Пальцы, сжимавшие Степанову шею, ослабли, скользнули вниз. Кто-то всей тяжестью рухнул на него и скатился на пол. Над головой со звоном разлетелось оконное стекло. С улицы еще явственней донеслась перестрелка. Степанов поднялся на ноги. Рядом перекатывались клубком два сцепившихся человека. В одном из них Степанов опознал Москаленко. Не медля ни секунды, он схватил за руку его противника и заломил ее за спину. Взвыв от боли, тот выпустил Москаленко, который тут же вскочил с пола и всадил нож в спину своего противника.
Степанов огляделся. В распахнувшуюся дверь ввалились несколько партизан. Перед ними с поднятыми руками стояли четверо бандитов из группы Просковца. На полу, между распластанными телами, валялась перебитая посуда. Один из сдавшихся громко без умолку твердил:
— Молодцы ребята! Ой молодцы! Так их, предателей! Это же гестаповские агенты!

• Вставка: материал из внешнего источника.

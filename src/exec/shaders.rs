use crate::error::Result;

#[derive(Debug, Clone, Copy, PartialEq, Eq, Hash)]
pub enum ShaderRole {
    Vertex,
    Fragment,
}

impl ShaderRole {
    pub const ALL: [ShaderRole; 2] = [ShaderRole::Vertex, ShaderRole::Fragment];

    /// `type` attribute of the published `<script>` element. Browsers skip
    /// script types they do not know, so the text is never executed.
    pub fn script_type(self) -> &'static str {
        match self {
            ShaderRole::Vertex => "x-shader/x-vertex",
            ShaderRole::Fragment => "x-shader/x-fragment",
        }
    }
}

/// Place where shader text is published for scripts to read back
/// synchronously by element id.
pub trait ShaderBoard {
    /// Removes everything published by the previous run.
    fn clear(&mut self) -> Result<()>;

    fn publish(&mut self, role: ShaderRole, element_id: &str, source: &str) -> Result<()>;
}
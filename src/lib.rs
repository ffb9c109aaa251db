#![cfg_attr(target_arch = "wasm32", allow(dead_code))]

//! WebGL Hub: a browsable catalog of WebGL examples whose code can be
//! edited and re-run in place.
//!
//! The catalog, routing and the run/re-run engine are plain Rust and build on
//! any target. Browser bindings only compile when targeting wasm32.

pub mod catalog;
pub mod category;
pub mod config;
pub mod detail;
pub mod error;
pub mod exec;
pub mod route;
pub mod snippet;

pub use catalog::{Catalog, Example, ExampleCode};
pub use config::PlaygroundConfig;
pub use detail::{AutoRun, DetailView, Phase};
pub use error::{PlaygroundError, Result};
pub use exec::{ExecutionHost, ExecutionOutcome, Launch, ScriptFailure};
pub use route::Route;

#[cfg(target_arch = "wasm32")]
pub mod wasm {
    use wasm_bindgen::prelude::*;

    mod app;
    pub mod dom;
    mod editor;
    pub mod runner;
    mod view;

    #[cfg_attr(not(test), wasm_bindgen(start))]
    pub fn main() -> Result<(), JsValue> {
        console_error_panic_hook::set_once();

        let window = web_sys::window().ok_or("no window")?;
        let document = window.document().ok_or("no document")?;
        let config = app::load_config(&document)?;

        tracing_wasm::set_as_global_default_with_config(
            tracing_wasm::WASMLayerConfigBuilder::new()
                .set_max_level(config.max_level()?)
                .build(),
        );

        if document.get_element_by_id(&config.root_id).is_none() {
            tracing::warn!(root = %config.root_id, "no mount point on this page");
            return Ok(());
        }
        app::App::mount(window, document, config)?;
        Ok(())
    }
}

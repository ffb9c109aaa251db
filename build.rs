// Mirrors `static/` (page shell plus any wasm-pack output in `static/pkg`)
// into `dist/` so the site can be deployed as-is.
use std::path::Path;

use fs_extra::dir::{copy, CopyOptions};

fn main() {
    println!("cargo:rerun-if-changed=static");
    println!("cargo:rerun-if-changed=samples");

    let static_dir = Path::new("static");
    let out_dir = Path::new("dist");
    if !static_dir.exists() {
        println!("cargo:warning=static/ missing, dist/ not refreshed");
        return;
    }

    if out_dir.exists() {
        if let Err(err) = fs_extra::dir::remove(out_dir) {
            println!("cargo:warning=could not clear dist/: {err}");
            return;
        }
    }
    if let Err(err) = std::fs::create_dir_all(out_dir) {
        println!("cargo:warning=could not create dist/: {err}");
        return;
    }

    let options = CopyOptions::new().content_only(true).overwrite(true);
    if let Err(err) = copy(static_dir, out_dir, &options) {
        println!("cargo:warning=copying static/ to dist/ failed: {err}");
    }
}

Я же сразу хотел вас предупредить, да случая не представилось.
Степанов узнал этот осипший голос, который всего минуту назад слышал над своей головой.

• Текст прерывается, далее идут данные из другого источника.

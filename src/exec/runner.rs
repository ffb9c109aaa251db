use std::rc::Rc;

use super::outcome::ExecutionOutcome;
use super::surface::{RunId, RunTicket, RUN_STAMP_ATTRIBUTE};

/// Receives outcomes that settle after `launch` returned.
pub type OutcomeSink = Rc<dyn Fn(RunId, ExecutionOutcome)>;

/// One script handed to a runner.
#[derive(Debug, Clone)]
pub struct ScriptJob<'a> {
    pub script: &'a str,
    pub ticket: RunTicket,
    /// Id of the surface the run was prepared against.
    pub surface_id: &'a str,
}

#[derive(Debug, Clone, PartialEq, Eq)]
pub enum Launch {
    /// Finished within the call.
    Settled(ExecutionOutcome),
    /// Outcome will be delivered through the sink.
    Pending(RunId),
}

impl Launch {
    pub fn outcome(&self) -> Option<&ExecutionOutcome> {
        match self {
            Launch::Settled(outcome) => Some(outcome),
            Launch::Pending(_) => None,
        }
    }
}

/// The only place arbitrary script text is executed.
pub trait ScriptRunner {
    /// Never panics or throws on script failure; failures come back as
    /// [`ExecutionOutcome::Failed`], either returned or sent to `sink`.
    fn launch(&self, job: ScriptJob<'_>, sink: OutcomeSink) -> Launch;
}

/// Prefixes a module with a guard that aborts evaluation when the surface
/// now mounted under `surface_id` was built for a different run. Dynamic
/// imports cannot be cancelled once started, so a slow import from an
/// abandoned run stops here instead of drawing into the newer canvas.
/// The check runs once, when evaluation starts. Work the module defers past
/// a top-level `await` or into a callback is not covered.
///
/// The guard shares the first line with the script so reported line numbers
/// stay unchanged. Static imports are hoisted, so their position after the
/// guard is still valid.
pub fn fenced_module_source(script: &str, surface_id: &str, run: RunId) -> String {
    let id_literal = serde_json::to_string(surface_id).unwrap_or_else(|_| "\"\"".to_string());
    format!(
        "if (document.getElementById({id_literal})?.getAttribute(\"{RUN_STAMP_ATTRIBUTE}\") !== \"{run}\") \
         {{ throw new DOMException(\"run {run} was superseded\", \"AbortError\"); }} {script}"
    )
}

— Это ты вон того гада пристукнул? — спросил Степанов, кивая на труп, валявшийся рядом с телом грузина.
— Я его, я! Это телохранитель Качубария. Он вас душить начал.
— Опусти руки, — разрешил Степанов. — Остальных обыскать. Посмотрите, кто из наших погиб. Раненые есть?
В этой операции группа Степанова потеряла всего одного бойца, двое получили легкие ранения. Зато уничтожено было одиннадцать бандитов, включая и тех, кто охранял хату снаружи. Четверо сдались на милость победителей, и среди них Нечипуренко, который выручил комиссара Степанова в критический момент.
Ему-то и сохранили жизнь, поверив, что в боях он искупит свою вину перед Родиной. Остальных трех, заядлых власовцев, расстреляли после допроса. К сожалению, на этот раз самого Просковца уничтожить не удалось. Его схватили значительно позже. 18 мая в освобожденной Праге партизаны Мурзина поймали этого матерого агента гестапо и передали его в руки правосудия.